Stored items:
=-=-=
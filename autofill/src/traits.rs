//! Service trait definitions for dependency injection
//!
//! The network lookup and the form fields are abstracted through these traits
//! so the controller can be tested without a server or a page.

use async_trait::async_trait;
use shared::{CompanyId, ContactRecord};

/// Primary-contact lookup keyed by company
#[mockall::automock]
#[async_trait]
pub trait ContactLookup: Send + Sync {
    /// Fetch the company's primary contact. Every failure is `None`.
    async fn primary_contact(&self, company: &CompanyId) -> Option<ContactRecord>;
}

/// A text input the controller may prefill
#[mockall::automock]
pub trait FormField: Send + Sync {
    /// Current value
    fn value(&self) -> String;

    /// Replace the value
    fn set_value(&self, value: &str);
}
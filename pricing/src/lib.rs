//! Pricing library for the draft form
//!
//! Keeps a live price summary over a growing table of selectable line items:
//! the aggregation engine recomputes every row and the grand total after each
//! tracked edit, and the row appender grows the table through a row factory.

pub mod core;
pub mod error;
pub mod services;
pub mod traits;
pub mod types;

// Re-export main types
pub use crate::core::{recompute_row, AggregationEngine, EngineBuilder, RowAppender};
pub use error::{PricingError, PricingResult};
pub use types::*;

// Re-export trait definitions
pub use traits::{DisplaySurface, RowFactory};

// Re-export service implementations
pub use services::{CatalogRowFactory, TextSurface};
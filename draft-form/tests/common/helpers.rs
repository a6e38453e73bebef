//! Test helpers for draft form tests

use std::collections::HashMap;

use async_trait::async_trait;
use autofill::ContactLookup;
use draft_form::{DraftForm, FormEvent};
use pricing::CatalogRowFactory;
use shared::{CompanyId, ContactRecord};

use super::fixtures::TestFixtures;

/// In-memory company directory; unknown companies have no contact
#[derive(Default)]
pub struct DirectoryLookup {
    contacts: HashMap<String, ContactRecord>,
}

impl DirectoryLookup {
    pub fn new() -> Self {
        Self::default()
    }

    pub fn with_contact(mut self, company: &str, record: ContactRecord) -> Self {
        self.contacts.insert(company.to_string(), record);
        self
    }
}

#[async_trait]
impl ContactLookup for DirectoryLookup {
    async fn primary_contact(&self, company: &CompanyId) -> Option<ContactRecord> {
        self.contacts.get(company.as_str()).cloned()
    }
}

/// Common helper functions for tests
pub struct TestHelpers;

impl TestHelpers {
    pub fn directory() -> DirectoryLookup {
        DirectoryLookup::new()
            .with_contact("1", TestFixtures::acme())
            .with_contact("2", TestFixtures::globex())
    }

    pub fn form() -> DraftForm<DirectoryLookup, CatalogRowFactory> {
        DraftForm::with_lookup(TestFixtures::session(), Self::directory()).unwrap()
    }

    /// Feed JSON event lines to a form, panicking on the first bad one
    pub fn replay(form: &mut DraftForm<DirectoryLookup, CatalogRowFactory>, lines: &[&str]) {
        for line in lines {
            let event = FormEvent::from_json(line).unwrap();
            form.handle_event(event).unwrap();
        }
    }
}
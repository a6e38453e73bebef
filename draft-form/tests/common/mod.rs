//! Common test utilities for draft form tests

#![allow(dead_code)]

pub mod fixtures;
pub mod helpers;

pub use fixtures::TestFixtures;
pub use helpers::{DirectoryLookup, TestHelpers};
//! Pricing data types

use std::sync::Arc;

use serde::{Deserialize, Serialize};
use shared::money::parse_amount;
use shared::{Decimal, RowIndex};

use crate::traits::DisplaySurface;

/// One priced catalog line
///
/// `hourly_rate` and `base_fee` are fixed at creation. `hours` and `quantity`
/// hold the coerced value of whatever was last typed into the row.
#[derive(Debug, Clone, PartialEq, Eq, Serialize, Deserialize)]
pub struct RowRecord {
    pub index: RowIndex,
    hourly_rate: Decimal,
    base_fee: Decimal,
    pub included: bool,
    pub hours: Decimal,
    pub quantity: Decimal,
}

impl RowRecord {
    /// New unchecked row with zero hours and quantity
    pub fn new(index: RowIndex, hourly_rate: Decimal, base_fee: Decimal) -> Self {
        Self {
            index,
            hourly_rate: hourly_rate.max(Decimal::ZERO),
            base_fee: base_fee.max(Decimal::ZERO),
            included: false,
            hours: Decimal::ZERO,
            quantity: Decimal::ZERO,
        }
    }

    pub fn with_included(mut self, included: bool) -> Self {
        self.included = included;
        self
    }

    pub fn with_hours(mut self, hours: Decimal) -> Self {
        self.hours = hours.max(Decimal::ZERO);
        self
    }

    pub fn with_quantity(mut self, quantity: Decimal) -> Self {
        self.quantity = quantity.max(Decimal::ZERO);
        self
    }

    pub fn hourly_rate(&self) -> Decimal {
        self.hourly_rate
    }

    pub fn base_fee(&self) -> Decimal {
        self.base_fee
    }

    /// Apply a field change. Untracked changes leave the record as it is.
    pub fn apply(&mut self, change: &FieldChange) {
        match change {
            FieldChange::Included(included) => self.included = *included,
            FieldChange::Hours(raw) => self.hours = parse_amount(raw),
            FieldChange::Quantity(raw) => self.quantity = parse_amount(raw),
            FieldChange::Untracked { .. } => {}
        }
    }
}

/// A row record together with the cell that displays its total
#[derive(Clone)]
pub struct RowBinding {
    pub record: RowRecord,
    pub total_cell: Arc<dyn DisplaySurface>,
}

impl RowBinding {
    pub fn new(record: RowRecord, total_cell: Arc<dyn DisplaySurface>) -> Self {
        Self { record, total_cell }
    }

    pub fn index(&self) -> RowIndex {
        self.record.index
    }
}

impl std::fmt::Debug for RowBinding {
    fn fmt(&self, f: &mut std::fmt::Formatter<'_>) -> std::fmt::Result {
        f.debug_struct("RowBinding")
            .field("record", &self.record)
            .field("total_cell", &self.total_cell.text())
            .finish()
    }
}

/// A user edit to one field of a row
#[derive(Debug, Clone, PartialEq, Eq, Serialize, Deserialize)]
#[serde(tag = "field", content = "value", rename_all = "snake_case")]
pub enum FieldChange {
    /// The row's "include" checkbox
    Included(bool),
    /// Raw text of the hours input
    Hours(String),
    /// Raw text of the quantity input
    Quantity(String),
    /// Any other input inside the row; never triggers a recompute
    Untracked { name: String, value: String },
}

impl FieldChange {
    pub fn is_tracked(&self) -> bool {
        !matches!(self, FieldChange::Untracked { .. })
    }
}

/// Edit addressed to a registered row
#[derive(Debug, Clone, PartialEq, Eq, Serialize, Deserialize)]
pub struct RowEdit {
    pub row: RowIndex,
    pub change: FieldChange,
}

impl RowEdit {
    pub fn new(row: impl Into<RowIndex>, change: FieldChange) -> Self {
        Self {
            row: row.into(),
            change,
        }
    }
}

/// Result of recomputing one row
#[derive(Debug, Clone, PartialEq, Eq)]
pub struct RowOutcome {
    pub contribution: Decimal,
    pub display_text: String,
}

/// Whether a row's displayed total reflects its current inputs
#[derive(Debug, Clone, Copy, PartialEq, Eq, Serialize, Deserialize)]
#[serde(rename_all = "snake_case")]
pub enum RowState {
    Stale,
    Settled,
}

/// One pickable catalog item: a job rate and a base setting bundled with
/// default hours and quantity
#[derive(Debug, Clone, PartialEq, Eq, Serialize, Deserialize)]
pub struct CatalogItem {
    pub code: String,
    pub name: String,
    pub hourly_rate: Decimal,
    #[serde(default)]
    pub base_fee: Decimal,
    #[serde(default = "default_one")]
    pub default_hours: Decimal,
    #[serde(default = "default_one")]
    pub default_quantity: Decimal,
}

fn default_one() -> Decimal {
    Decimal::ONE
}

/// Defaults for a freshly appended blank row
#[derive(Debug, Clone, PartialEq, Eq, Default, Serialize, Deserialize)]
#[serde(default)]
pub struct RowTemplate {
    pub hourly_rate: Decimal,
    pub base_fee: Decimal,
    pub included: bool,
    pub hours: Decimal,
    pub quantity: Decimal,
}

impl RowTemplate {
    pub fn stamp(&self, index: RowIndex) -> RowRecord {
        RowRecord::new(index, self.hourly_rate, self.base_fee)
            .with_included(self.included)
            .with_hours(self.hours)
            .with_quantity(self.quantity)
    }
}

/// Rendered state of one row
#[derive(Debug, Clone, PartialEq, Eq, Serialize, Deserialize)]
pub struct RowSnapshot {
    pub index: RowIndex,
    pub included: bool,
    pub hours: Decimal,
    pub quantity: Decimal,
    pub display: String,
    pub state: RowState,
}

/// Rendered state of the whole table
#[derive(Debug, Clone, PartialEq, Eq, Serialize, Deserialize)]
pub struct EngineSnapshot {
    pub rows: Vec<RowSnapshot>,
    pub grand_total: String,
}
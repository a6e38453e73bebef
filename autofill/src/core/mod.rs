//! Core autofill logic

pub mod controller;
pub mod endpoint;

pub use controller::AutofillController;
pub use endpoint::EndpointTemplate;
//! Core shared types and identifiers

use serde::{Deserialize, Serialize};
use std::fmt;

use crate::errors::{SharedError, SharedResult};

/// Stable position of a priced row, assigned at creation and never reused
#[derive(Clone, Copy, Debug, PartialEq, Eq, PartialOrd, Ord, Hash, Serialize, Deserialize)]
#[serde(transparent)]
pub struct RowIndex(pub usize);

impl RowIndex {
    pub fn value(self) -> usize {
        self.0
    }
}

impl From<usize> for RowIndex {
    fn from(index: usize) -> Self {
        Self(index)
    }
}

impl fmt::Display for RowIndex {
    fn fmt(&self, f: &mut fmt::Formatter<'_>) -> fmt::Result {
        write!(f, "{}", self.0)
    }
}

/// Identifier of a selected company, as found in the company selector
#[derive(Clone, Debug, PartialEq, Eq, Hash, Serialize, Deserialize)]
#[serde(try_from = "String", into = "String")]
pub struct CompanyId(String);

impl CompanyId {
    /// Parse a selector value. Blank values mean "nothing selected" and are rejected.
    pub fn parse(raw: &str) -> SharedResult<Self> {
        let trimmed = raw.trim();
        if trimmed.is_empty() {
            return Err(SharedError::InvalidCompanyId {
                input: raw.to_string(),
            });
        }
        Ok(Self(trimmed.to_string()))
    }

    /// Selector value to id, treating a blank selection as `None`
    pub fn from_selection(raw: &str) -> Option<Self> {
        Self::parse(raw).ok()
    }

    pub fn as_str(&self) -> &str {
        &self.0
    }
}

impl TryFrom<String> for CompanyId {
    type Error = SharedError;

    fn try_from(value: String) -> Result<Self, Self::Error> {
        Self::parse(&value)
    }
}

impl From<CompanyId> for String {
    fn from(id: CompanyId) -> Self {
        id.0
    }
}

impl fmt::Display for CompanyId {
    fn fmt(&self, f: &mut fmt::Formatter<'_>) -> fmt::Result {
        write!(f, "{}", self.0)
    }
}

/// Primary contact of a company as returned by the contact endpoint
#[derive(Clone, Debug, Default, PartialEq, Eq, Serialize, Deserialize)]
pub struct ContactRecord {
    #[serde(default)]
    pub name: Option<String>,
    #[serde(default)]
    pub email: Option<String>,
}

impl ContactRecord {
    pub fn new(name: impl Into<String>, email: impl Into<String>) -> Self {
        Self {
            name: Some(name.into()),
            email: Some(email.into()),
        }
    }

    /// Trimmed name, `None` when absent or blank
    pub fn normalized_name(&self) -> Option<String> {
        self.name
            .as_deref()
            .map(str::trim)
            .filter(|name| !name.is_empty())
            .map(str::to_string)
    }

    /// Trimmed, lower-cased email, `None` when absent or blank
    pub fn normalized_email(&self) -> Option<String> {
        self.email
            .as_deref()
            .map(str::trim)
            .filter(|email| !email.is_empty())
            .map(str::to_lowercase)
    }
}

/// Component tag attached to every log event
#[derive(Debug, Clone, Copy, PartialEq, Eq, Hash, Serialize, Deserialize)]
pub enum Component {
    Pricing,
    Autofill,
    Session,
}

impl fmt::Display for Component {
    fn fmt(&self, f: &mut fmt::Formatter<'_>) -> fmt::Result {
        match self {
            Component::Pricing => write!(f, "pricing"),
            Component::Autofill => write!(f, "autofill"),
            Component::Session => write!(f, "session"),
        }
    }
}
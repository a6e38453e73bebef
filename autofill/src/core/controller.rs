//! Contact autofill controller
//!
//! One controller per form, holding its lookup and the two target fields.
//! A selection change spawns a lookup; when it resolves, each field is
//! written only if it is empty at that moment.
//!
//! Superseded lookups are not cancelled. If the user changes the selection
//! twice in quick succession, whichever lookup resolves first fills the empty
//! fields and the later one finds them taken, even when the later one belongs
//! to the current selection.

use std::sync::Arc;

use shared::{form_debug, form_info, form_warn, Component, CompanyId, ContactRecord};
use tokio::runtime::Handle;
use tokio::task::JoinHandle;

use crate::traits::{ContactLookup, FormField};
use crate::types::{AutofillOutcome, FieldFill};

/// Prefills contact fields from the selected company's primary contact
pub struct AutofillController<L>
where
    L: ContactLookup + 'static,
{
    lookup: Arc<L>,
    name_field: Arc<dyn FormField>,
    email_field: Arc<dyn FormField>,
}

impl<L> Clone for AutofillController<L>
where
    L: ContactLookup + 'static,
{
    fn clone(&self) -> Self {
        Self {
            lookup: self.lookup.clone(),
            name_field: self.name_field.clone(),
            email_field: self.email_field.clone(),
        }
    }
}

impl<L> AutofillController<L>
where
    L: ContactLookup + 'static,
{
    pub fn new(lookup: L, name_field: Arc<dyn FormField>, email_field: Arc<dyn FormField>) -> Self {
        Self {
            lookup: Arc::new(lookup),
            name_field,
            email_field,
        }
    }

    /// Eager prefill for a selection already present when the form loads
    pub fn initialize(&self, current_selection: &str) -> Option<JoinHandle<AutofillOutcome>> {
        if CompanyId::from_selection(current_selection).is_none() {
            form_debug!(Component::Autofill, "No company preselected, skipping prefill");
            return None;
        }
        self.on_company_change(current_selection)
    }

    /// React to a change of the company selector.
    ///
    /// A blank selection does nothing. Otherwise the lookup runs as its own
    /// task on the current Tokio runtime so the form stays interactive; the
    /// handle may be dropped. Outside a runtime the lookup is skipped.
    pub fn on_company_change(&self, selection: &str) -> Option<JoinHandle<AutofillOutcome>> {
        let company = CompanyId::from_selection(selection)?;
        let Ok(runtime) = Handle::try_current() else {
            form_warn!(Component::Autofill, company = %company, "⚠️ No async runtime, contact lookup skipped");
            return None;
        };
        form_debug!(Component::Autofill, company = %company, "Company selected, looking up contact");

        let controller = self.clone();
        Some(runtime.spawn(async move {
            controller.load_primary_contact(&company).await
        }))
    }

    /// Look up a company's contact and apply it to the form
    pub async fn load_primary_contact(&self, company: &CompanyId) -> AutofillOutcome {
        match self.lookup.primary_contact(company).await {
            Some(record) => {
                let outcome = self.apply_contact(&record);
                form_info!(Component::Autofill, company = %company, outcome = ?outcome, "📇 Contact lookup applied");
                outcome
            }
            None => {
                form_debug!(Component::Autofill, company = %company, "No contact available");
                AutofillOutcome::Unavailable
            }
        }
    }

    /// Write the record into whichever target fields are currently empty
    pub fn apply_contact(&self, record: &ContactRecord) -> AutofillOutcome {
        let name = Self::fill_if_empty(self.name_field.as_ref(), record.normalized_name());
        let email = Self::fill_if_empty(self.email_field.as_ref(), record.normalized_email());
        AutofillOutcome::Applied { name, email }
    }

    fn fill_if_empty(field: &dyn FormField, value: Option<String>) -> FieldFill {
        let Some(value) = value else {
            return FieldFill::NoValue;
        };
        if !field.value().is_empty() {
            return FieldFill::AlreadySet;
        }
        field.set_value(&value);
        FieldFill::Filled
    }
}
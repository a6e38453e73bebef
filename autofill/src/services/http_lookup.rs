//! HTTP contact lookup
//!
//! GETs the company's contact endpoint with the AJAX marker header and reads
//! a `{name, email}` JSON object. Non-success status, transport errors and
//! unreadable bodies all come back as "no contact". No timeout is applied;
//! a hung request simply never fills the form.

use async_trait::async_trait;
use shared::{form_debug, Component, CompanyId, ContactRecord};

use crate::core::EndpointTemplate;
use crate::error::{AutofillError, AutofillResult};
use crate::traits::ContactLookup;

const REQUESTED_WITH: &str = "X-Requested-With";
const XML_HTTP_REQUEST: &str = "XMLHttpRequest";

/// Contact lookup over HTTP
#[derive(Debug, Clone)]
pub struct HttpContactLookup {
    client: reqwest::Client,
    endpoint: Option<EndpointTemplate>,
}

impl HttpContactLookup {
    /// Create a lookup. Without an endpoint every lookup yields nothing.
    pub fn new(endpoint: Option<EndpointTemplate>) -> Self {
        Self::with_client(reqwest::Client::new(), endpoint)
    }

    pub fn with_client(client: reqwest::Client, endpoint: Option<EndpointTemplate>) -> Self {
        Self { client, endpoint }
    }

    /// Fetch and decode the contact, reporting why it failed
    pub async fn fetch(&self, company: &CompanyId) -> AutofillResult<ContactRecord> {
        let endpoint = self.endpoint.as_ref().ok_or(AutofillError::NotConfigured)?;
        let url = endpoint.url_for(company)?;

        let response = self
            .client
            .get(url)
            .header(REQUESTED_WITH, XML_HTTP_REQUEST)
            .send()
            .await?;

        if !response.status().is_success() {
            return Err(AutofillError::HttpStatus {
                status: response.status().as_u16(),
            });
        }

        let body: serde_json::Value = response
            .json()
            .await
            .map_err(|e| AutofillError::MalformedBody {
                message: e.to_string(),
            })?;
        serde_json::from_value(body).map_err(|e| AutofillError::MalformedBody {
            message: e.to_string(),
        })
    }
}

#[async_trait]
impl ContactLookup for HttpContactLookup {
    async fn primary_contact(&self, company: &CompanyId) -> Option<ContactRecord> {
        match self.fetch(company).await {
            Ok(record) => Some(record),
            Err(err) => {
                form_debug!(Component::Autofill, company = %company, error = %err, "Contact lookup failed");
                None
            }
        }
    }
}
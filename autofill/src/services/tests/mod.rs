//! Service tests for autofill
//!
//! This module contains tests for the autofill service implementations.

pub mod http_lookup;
=-=-=
Problem → Filter the records for lines holding the string "services". Copy each one.

Completed task →
pub mod services;
pub use services::{CatalogRowFactory, TextSurface};
filename autofill/src/services/http_lookup.rs
filename autofill/src/services/tests/mod.rs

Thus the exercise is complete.